[Material for this task]

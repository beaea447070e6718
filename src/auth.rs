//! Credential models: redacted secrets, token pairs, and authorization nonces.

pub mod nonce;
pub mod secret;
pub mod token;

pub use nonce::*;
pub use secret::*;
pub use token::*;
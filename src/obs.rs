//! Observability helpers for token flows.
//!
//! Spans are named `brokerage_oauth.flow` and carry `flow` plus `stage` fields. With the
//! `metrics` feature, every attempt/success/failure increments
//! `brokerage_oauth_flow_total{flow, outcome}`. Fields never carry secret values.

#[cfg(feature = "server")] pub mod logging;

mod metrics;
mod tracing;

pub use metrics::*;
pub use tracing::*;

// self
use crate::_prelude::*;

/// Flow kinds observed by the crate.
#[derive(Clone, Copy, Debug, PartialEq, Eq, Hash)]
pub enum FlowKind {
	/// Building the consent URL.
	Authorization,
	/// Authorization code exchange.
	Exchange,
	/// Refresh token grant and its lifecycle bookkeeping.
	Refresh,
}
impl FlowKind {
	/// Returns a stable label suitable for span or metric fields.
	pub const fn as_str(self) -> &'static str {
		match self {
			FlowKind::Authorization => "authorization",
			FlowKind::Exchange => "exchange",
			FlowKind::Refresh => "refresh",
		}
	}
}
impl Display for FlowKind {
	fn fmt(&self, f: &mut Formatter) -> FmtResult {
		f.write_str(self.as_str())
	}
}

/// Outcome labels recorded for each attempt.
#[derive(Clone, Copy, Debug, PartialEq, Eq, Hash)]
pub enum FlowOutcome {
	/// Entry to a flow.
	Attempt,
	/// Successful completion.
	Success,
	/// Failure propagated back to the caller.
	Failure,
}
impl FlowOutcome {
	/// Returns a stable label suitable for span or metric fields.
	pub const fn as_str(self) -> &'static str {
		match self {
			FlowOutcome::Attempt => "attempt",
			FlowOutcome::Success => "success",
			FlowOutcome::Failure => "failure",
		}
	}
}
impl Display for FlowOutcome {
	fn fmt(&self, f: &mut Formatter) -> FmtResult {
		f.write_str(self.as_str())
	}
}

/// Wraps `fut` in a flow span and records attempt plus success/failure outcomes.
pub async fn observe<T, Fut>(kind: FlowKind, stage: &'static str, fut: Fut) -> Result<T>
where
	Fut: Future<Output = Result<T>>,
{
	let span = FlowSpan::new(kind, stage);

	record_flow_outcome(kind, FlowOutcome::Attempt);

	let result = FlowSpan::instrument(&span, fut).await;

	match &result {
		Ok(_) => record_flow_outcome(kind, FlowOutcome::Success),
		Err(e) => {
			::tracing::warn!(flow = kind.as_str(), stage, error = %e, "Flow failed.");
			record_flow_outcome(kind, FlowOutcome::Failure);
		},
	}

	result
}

[/Material for this task]
[Material for this task]

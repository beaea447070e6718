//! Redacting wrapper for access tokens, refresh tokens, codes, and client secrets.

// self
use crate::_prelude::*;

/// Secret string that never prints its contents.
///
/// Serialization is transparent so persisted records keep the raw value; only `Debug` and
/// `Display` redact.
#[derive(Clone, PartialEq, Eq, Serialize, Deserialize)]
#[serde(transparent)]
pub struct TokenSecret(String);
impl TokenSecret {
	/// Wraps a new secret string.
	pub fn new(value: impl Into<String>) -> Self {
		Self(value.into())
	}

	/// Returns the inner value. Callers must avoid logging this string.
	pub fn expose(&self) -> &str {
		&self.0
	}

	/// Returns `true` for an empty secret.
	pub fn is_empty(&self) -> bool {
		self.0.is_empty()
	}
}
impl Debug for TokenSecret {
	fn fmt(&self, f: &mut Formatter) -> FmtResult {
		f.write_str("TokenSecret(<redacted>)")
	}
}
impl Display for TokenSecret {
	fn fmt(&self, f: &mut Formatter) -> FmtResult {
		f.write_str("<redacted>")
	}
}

[/Material for this task]

Where a line in the material above holds "secrets", copy that line.

**Solution to this task:**
//! Credential models: redacted secrets, token pairs, and authorization nonces.
//! Redacting wrapper for access tokens, refresh tokens, codes, and client secrets.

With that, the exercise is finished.